Though the Nazi threat has gone the way of most of our parents and grandparents, and the Titanic has already been recovered, there is still much adventure for today’s intrepid archaeologist to discover.

If Jones were alive today, he would find that there are many tools, above the requisite whip and fedora, that would make his discoveries quicker and easier to find and giving him more time to elude sinister forces.

Remote Control Drones

If you’re looking for a shipwreck or evil treasure tossed into the depths of the Mariana trench, consider a small robotic submarine. With the ease of playing a video game, you can hang out on your ship and watch video of sunken treasure appear before your eyes.

Remote-Control-Drones

The best part? Nobody can sabotage your submarine and risk the lives of your crew to drowning or high-pressure exposure. These drones can also work in caves and tunnels, totally avoiding getting smooshed by those perfectly round rolling boulder booby traps.

Geologic Imaging

Not sure which of the tombs in the area is really a hidden passage to the monkey eating death cult and their vast supply of ancient gold? Consider using resistivity imagery.

Geologic-Imaging

This new technology pioneered by companies like AGI can give you a view of this site and let you know where there are tunnels, or where the density of rock is different. It’s also great for finding where the bodies of your murdered travel companions were recently buried.

Muon Detectors

This technology sounds like a plot from a sci-fi film instead of an Indiana Jones movie, but it is in fact true. Muon detectors use deep space particles to find things like hidden doorways in temples.

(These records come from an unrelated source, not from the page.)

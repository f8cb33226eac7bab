use crate::error::{CskError, Result};
use crate::event::{EventLog, EventScope, EventType};
use crate::incident::{record_incident, Incident, IncidentKind};
use crate::io;
use crate::paths::Layout;
use crate::registry::Registry;
use crate::types::next_dense_id;
use crate::worktree;
use chrono::{DateTime, Utc};
use serde::{Deserialize, Serialize};
use std::collections::BTreeMap;
use std::path::PathBuf;

// ---------------------------------------------------------------------------
// Records
// ---------------------------------------------------------------------------

#[derive(Debug, Clone, Copy, PartialEq, Eq, Serialize, Deserialize)]
#[serde(rename_all = "snake_case")]
pub enum MilestoneStatus {
    Draft,
    Active,
    Done,
}

#[derive(Debug, Clone, Serialize, Deserialize)]
pub struct Milestone {
    pub id: String,
    pub title: String,
    pub modules: Vec<String>,
    pub status: MilestoneStatus,
}

#[derive(Debug, Clone, Serialize, Deserialize)]
pub struct Mission {
    pub mission_id: String,
    pub title: String,
    pub routing: Vec<String>,
    pub created_at: DateTime<Utc>,
    pub updated_at: DateTime<Utc>,
}

#[derive(Debug, Clone, Serialize, Deserialize)]
pub struct MilestonesDoc {
    pub mission_id: String,
    pub milestones: Vec<Milestone>,
    pub updated_at: DateTime<Utc>,
}

#[derive(Debug, Clone, Serialize, Deserialize)]
pub struct WorktreesDoc {
    pub mission_id: String,
    pub module_worktrees: BTreeMap<String, String>,
    pub updated_at: DateTime<Utc>,
}

// ---------------------------------------------------------------------------
// Paths
// ---------------------------------------------------------------------------

#[derive(Debug, Clone)]
pub struct MissionPaths {
    pub dir: PathBuf,
}

impl MissionPaths {
    pub fn new(layout: &Layout, mission_id: &str) -> Self {
        Self {
            dir: layout.mission_dir(mission_id),
        }
    }

    pub fn mission(&self) -> PathBuf {
        self.dir.join("mission.json")
    }

    pub fn spec(&self) -> PathBuf {
        self.dir.join("spec.md")
    }

    pub fn routing(&self) -> PathBuf {
        self.dir.join("routing.json")
    }

    pub fn milestones(&self) -> PathBuf {
        self.dir.join("milestones.json")
    }

    pub fn worktrees(&self) -> PathBuf {
        self.dir.join("worktrees.json")
    }
}

// ---------------------------------------------------------------------------
// Operations
// ---------------------------------------------------------------------------

#[derive(Debug)]
pub struct MissionNewOutcome {
    pub mission_id: String,
    pub paths: MissionPaths,
    pub worktrees: Vec<worktree::WorktreeInfo>,
}

/// Materialise an intake result: spec text, routing over registered modules,
/// a detailed milestone-1, and (optionally) per-module worktrees. Emits
/// `mission.created`, `milestone.activated`, and one `worktree.created` or
/// `worktree.failed` per module when worktrees are requested.
pub fn mission_new(
    layout: &Layout,
    log: &EventLog,
    title: &str,
    spec_text: &str,
    module_ids: &[String],
    create_worktrees: bool,
) -> Result<MissionNewOutcome> {
    if module_ids.is_empty() {
        return Err(CskError::SchemaViolation {
            path: "routing".to_string(),
            reason: "mission requires at least one module".to_string(),
        });
    }
    let registry = Registry::load(layout)?;
    for module_id in module_ids {
        registry.module(module_id)?;
    }

    io::ensure_dir(&layout.missions())?;
    let mission_id = next_dense_id('M', &layout.missions());
    let paths = MissionPaths::new(layout, &mission_id);
    let now = Utc::now();

    let mission = Mission {
        mission_id: mission_id.clone(),
        title: title.to_string(),
        routing: module_ids.to_vec(),
        created_at: now,
        updated_at: now,
    };
    io::write_json(&paths.mission(), &mission)?;
    io::atomic_write(&paths.spec(), format!("# {title}\n\n{spec_text}\n").as_bytes())?;
    io::write_json(&paths.routing(), &serde_json::json!({
        "mission_id": mission_id,
        "modules": module_ids,
    }))?;

    // Only milestone-1 is detailed at materialisation time.
    let milestones = MilestonesDoc {
        mission_id: mission_id.clone(),
        milestones: vec![Milestone {
            id: "MS-1".to_string(),
            title: "Milestone 1".to_string(),
            modules: module_ids.to_vec(),
            status: MilestoneStatus::Active,
        }],
        updated_at: now,
    };
    io::write_json(&paths.milestones(), &milestones)?;

    let mut worktrees_doc = WorktreesDoc {
        mission_id: mission_id.clone(),
        module_worktrees: BTreeMap::new(),
        updated_at: now,
    };
    let mut infos = Vec::new();
    if create_worktrees {
        for module_id in module_ids {
            let info = worktree::create_module_worktree(layout, &mission_id, module_id)?;
            if info.created {
                worktrees_doc
                    .module_worktrees
                    .insert(module_id.clone(), info.path.clone());
                log.append(
                    EventType::WorktreeCreated,
                    "engine",
                    EventScope {
                        mission_id: Some(mission_id.clone()),
                        module_id: Some(module_id.clone()),
                        ..Default::default()
                    },
                    serde_json::json!({"path": info.path, "branch": info.branch}),
                    vec![info.path.clone()],
                )?;
            } else {
                let reason = info
                    .fallback_reason
                    .clone()
                    .unwrap_or_else(|| "unknown".to_string());
                log.append(
                    EventType::WorktreeFailed,
                    "engine",
                    EventScope {
                        mission_id: Some(mission_id.clone()),
                        module_id: Some(module_id.clone()),
                        ..Default::default()
                    },
                    serde_json::json!({"branch": info.branch, "reason": reason}),
                    vec![],
                )?;
                let incident = Incident::new(
                    IncidentKind::WorktreeCreateFailed,
                    "routing",
                    &format!("worktree not created for {module_id}: {reason}"),
                    "Create the worktree manually or continue against the module path.",
                )
                .for_module(module_id);
                record_incident(layout, log, &incident, None)?;
            }
            infos.push(info);
        }
    }
    io::write_json(&paths.worktrees(), &worktrees_doc)?;

    log.append(
        EventType::MissionCreated,
        "engine",
        EventScope::mission(&mission_id),
        serde_json::json!({"mission_id": mission_id, "routing": module_ids}),
        vec![
            paths.mission().display().to_string(),
            paths.spec().display().to_string(),
        ],
    )?;
    log.append(
        EventType::MilestoneActivated,
        "engine",
        EventScope::mission(&mission_id),
        serde_json::json!({"milestone_id": "MS-1", "modules": module_ids}),
        vec![paths.milestones().display().to_string()],
    )?;

    Ok(MissionNewOutcome {
        mission_id,
        paths,
        worktrees: infos,
    })
}

pub fn mission_load(layout: &Layout, mission_id: &str) -> Result<(Mission, MilestonesDoc, WorktreesDoc)> {
    let paths = MissionPaths::new(layout, mission_id);
    if !paths.mission().exists() {
        return Err(CskError::MissionNotFound(mission_id.to_string()));
    }
    let mission: Mission = io::read_json(&paths.mission())?;
    let milestones: MilestonesDoc = io::read_json(&paths.milestones())?;
    let worktrees: WorktreesDoc = io::read_json(&paths.worktrees())?;
    Ok((mission, milestones, worktrees))
}

pub fn list_mission_ids(layout: &Layout) -> Result<Vec<String>> {
    let missions = layout.missions();
    if !missions.exists() {
        return Ok(Vec::new());
    }
    let mut ids: Vec<String> = std::fs::read_dir(&missions)?
        .flatten()
        .filter(|e| e.path().is_dir())
        .map(|e| e.file_name().to_string_lossy().into_owned())
        .filter(|name| name.starts_with("M-"))
        .collect();
    ids.sort();
    Ok(ids)
}

// ---------------------------------------------------------------------------
// Tests
// ---------------------------------------------------------------------------

#[cfg(test)]
mod tests {
    use super::*;
    use crate::registry::module_add;
    use tempfile::TempDir;

    fn setup() -> (TempDir, Layout, EventLog) {
        let dir = TempDir::new().unwrap();
        let layout = Layout::new(dir.path());
        Registry::new().save(&layout).unwrap();
        module_add(&layout, "api", ".").unwrap();
        let log = EventLog::open(&layout).unwrap();
        (dir, layout, log)
    }

    #[test]
    fn mission_new_materialises_milestone_one() {
        let (_dir, layout, log) = setup();
        let outcome = mission_new(
            &layout,
            &log,
            "Checkout revamp",
            "Rework the checkout flow.",
            &["api".to_string()],
            false,
        )
        .unwrap();
        assert_eq!(outcome.mission_id, "M-0001");

        let (mission, milestones, worktrees) = mission_load(&layout, "M-0001").unwrap();
        assert_eq!(mission.routing, vec!["api"]);
        assert_eq!(milestones.milestones.len(), 1);
        assert_eq!(milestones.milestones[0].id, "MS-1");
        assert_eq!(milestones.milestones[0].status, MilestoneStatus::Active);
        assert!(worktrees.module_worktrees.is_empty());

        let types: Vec<EventType> = log
            .iter_chronological()
            .unwrap()
            .iter()
            .map(|e| e.event_type)
            .collect();
        assert!(types.contains(&EventType::MissionCreated));
        assert!(types.contains(&EventType::MilestoneActivated));
    }

    #[test]
    fn mission_requires_registered_modules() {
        let (_dir, layout, log) = setup();
        let err = mission_new(&layout, &log, "x", "y", &["ghost".to_string()], false).unwrap_err();
        assert_eq!(err.kind(), "module_not_found");
    }

    #[test]
    fn worktree_failure_recorded_as_event_and_incident() {
        let (_dir, layout, log) = setup();
        // Not a git repository: worktree creation fails by construction
        mission_new(&layout, &log, "x", "y", &["api".to_string()], true).unwrap();
        let types: Vec<EventType> = log
            .iter_chronological()
            .unwrap()
            .iter()
            .map(|e| e.event_type)
            .collect();
        assert!(types.contains(&EventType::WorktreeFailed));
        assert!(types.contains(&EventType::IncidentLogged));
    }

    #[test]
    fn mission_ids_are_dense() {
        let (_dir, layout, log) = setup();
        mission_new(&layout, &log, "a", "a", &["api".to_string()], false).unwrap();
        let outcome = mission_new(&layout, &log, "b", "b", &["api".to_string()], false).unwrap();
        assert_eq!(outcome.mission_id, "M-0002");
        assert_eq!(list_mission_ids(&layout).unwrap(), vec!["M-0001", "M-0002"]);
    }
}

Whether muons are like mitichlorians from the Star Wars movies or more like the deadly shiny ghost things that came out of the arc of the covenant remains to be seen, however. These detectors can likely help Indy and other archaeologists find long buried alien civilizations or flying saucers that have crashed to Earth.

Space Lasers

Space-Lasers

If Indy could have chosen one cool toy to have, it would have most likely been the space laser. And the good news? Not only are they an archaeological tool used today, but they have been successfully used to discover a city in Cambodia lost for a millenium. Of all the current tools that could be successfully weaponized by the Nazis, this is probably the most likely.